Lets say I have three files in a folder: file9.txt, file10.txt and file11.txt and i want to read them in this particular order. Can anyone help me with this?
Right now I am using the code
import glob, os
for infile in glob.glob(os.path.join( '*.txt')):
print "Current File Being Processed is: " + infile
and it reads first file10.txt then file11.txt and then file9.txt.
Can someone help me how to get the right order?
Files on the filesystem are not sorted. You can sort the resulting filenames yourself using the sorted()
function:
for infile in sorted(glob.glob('*.txt')):
print "Current File Being Processed is: " + infile
Note that the os.path.join
call in your code is a no-op; with only one argument it doesn't do anything but return that argument unaltered.

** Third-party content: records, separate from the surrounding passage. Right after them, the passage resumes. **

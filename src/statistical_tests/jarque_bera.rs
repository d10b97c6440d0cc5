//! Jarque–Bera normality test.
//!
//! `JB = n/6 · (S² + (K − 3)²/4)` with biased sample skewness `S` and
//! kurtosis `K`; asymptotically `χ²(2)` under normality.
use crate::statistical_tests::{
    errors::{StatError, StatResult},
    outcome::TestOutcome,
    validation::{central_moment, mean, validate_series},
};
use statrs::distribution::{ChiSquared, ContinuousCDF};

pub fn jarque_bera(data: &[f64]) -> StatResult<TestOutcome> {
    validate_series(data, 3)?;
    let n = data.len() as f64;
    let m = mean(data);
    let m2 = central_moment(data, m, 2);
    if m2 <= 0.0 {
        return Err(StatError::ZeroVariance);
    }
    let skew = central_moment(data, m, 3) / m2.powf(1.5);
    let kurt = central_moment(data, m, 4) / (m2 * m2);
    let stat = n / 6.0 * (skew * skew + (kurt - 3.0).powi(2) / 4.0);
    Ok(TestOutcome::new(stat, chi_square_sf(stat, 2.0)))
}

/// Upper tail `P(χ²(df) > x)`.
pub(crate) fn chi_square_sf(x: f64, df: f64) -> f64 {
    match ChiSquared::new(df) {
        Ok(dist) => 1.0 - dist.cdf(x),
        Err(_) => f64::NAN,
    }
}

#[cfg(test)]
mod tests {
    use super::*;
    use approx::assert_relative_eq;

    #[test]
    // Purpose
    // -------
    // A symmetric two-point sample has zero skewness and kurtosis 1.
    //
    // Given
    // -----
    // - x = [−1, 1, −1, 1] (n = 4).
    //
    // Expect
    // ------
    // - JB = 4/6 · (0 + 4/4) = 2/3; p = exp(−JB/2).
    fn two_point_sample_statistic() {
        let out = jarque_bera(&[-1.0, 1.0, -1.0, 1.0]).unwrap();
        assert_relative_eq!(out.statistic, 2.0 / 3.0, epsilon = 1e-12);
        assert_relative_eq!(out.p_value, (-1.0_f64 / 3.0).exp(), epsilon = 1e-9);
    }

    #[test]
    // Purpose
    // -------
    // Heavy tails are detected.
    //
    // Given
    // -----
    // - 200 observations: mostly ±0.1 with four ±10 outliers.
    //
    // Expect
    // ------
    // - Normality rejected at 1%.
    fn heavy_tails_reject_normality() {
        let mut data: Vec<f64> = (0..200).map(|i| if i % 2 == 0 { 0.1 } else { -0.1 }).collect();
        data[10] = 10.0;
        data[50] = -10.0;
        data[90] = 10.0;
        data[150] = -10.0;
        assert!(jarque_bera(&data).unwrap().rejects_null(0.01));
    }
}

Note that your files will sort in alphabetical ordering, which puts 10
before 9
. You can use a custom key function to improve the sorting:
import re
numbers = re.compile(r'(\d+)')
def numericalSort(value):
parts = numbers.split(value)
parts[1::2] = map(int, parts[1::2])
return parts
for infile in sorted(glob.glob('*.txt'), key=numericalSort):
print "Current File Being Processed is: " + infile
The numericalSort
function splits out any digits in a filename, turns it into an actual number, and returns the result for sorting:
>>> files = ['file9.txt', 'file10.txt', 'file11.txt', '32foo9.txt', '32foo10.txt']
>>> sorted(files)
['32foo10.txt', '32foo9.txt', 'file10.txt', 'file11.txt', 'file9.txt']
>>> sorted(files, key=numericalSort)
['32foo9.txt', '32foo10.txt', 'file9.txt', 'file10.txt', 'file11.txt']